Redmond is attempting to make inroads in the district, which gave President Clinton a 15 point advantage in the 1996 presidential race. His legislation (HR2538) to establish a presidential commission to review Spanish land grant claims dating to the Mexican War was approved by the House Resources Committee on May 20 and has received ample press coverage.
The Sierra Club weighed in May 18 with radio advertisements criticizing Redmond's environmental record.
New Mexico historically has had close general elections. In just five of the state's 35 gubernatorial elections has the winner captured more than 55 percent of the vote.

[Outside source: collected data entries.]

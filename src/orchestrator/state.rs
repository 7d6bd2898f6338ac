//! Run lifecycle state machine

use std::fmt;
use std::sync::atomic::{AtomicBool, AtomicU8, Ordering};
use tokio_util::sync::CancellationToken;
use tracing::info;

#[derive(Clone, Copy, Debug, PartialEq, Eq, PartialOrd, Ord)]
#[repr(u8)]
pub enum RunState {
    Idle = 0,
    Discovering = 1,
    Dispatching = 2,
    Draining = 3,
    Completed = 4,
}

impl RunState {
    fn from_u8(value: u8) -> Self {
        match value {
            0 => RunState::Idle,
            1 => RunState::Discovering,
            2 => RunState::Dispatching,
            3 => RunState::Draining,
            _ => RunState::Completed,
        }
    }
}

impl fmt::Display for RunState {
    fn fmt(&self, f: &mut fmt::Formatter<'_>) -> fmt::Result {
        match self {
            RunState::Idle => write!(f, "idle"),
            RunState::Discovering => write!(f, "discovering"),
            RunState::Dispatching => write!(f, "dispatching"),
            RunState::Draining => write!(f, "draining"),
            RunState::Completed => write!(f, "completed"),
        }
    }
}

/// Forward-only run state shared by every task of a run
pub struct RunStateMachine {
    state: AtomicU8,
    cancelled: AtomicBool,
    token: CancellationToken,
}

impl RunStateMachine {
    pub fn new() -> Self {
        Self {
            state: AtomicU8::new(RunState::Idle as u8),
            cancelled: AtomicBool::new(false),
            token: CancellationToken::new(),
        }
    }

    pub fn state(&self) -> RunState {
        RunState::from_u8(self.state.load(Ordering::Acquire))
    }

    /// Move forward to `next`; returns false when already at or past it
    pub fn advance(&self, next: RunState) -> bool {
        self.state
            .fetch_update(Ordering::AcqRel, Ordering::Acquire, |current| {
                (current < next as u8).then_some(next as u8)
            })
            .is_ok()
    }

    /// Request cancellation; only the first request takes effect
    pub fn cancel(&self) -> bool {
        if self.cancelled.swap(true, Ordering::AcqRel) {
            return false;
        }
        info!(state = %self.state(), "cancelling run");
        self.state.store(RunState::Completed as u8, Ordering::Release);
        self.token.cancel();
        true
    }

    pub fn is_cancelled(&self) -> bool {
        self.cancelled.load(Ordering::Acquire)
    }

    pub fn token(&self) -> &CancellationToken {
        &self.token
    }
}

impl Default for RunStateMachine {
    fn default() -> Self {
        Self::new()
    }
}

This year is expected to follow the same script. Ex-Albuquerque mayor Martin Chavez is a strong favorite to capture the Democratic nomination and will pose a stiff challenge for Gov. Gary E. Johnson, who unseated Democratic Gov. Bruce King in 1994 with less than a majority of the vote.
Chavez, who resigned the mayoralty in November 1997 to run, was the runaway winner at the March nominating convention, amassing 53 percent of delegates' votes.
South Dakota, Montana
The floods that devastated the Dakotas in 1997 caused millions of dollars in damage. The bipartisan unity in bringing federal aid back to South Dakota won over most voters, and both Democratic Sen. Tom Daschle and Republican Rep. John Thune are expected to be rewarded in November.
Senate Minority Leader Daschle has been a strong fundraiser. At the end of March, he had raised more than $3.6 million and had $1.9 million cash on hand.
His nearest Republican opponent, lawyer Ron Schmidt, raised just $133,223, and had $61,483 cash on hand. Schmidt's main primary opposition, state Sen. Alan Aker, had slightly more than $1,000 cash on hand.
Thune won the state's lone House seat in 1996 with 58 percent of the vote after being outspent by Democrat Rick Weiland, a former Daschle aide. Since then, Thune has assembled a sizable treasury for his first re-election bid. He had raised $363,187 as of March 31 and had $223,390 cash on hand.
Democrats have pinned their comeback hopes on deputy state treasurer Jeff Moser.
With no Senate or governor race, Montana voters have little on their ballot June 2. The state's expansive House district, which encompasses the state, will have a competitive race, but not until November.
Democrats have set their sights on freshman Republican Rick Hill, who won in 1996 with only 52 percent. Hill's opponent in November will be Missoula County Prosecutor Robert "Dusty" Deschamps, a self-described moderate Democrat.
Deschamps has raised more than $171,000 as of March 31. But Hill had raised more than twice that amount -- more than $417,000.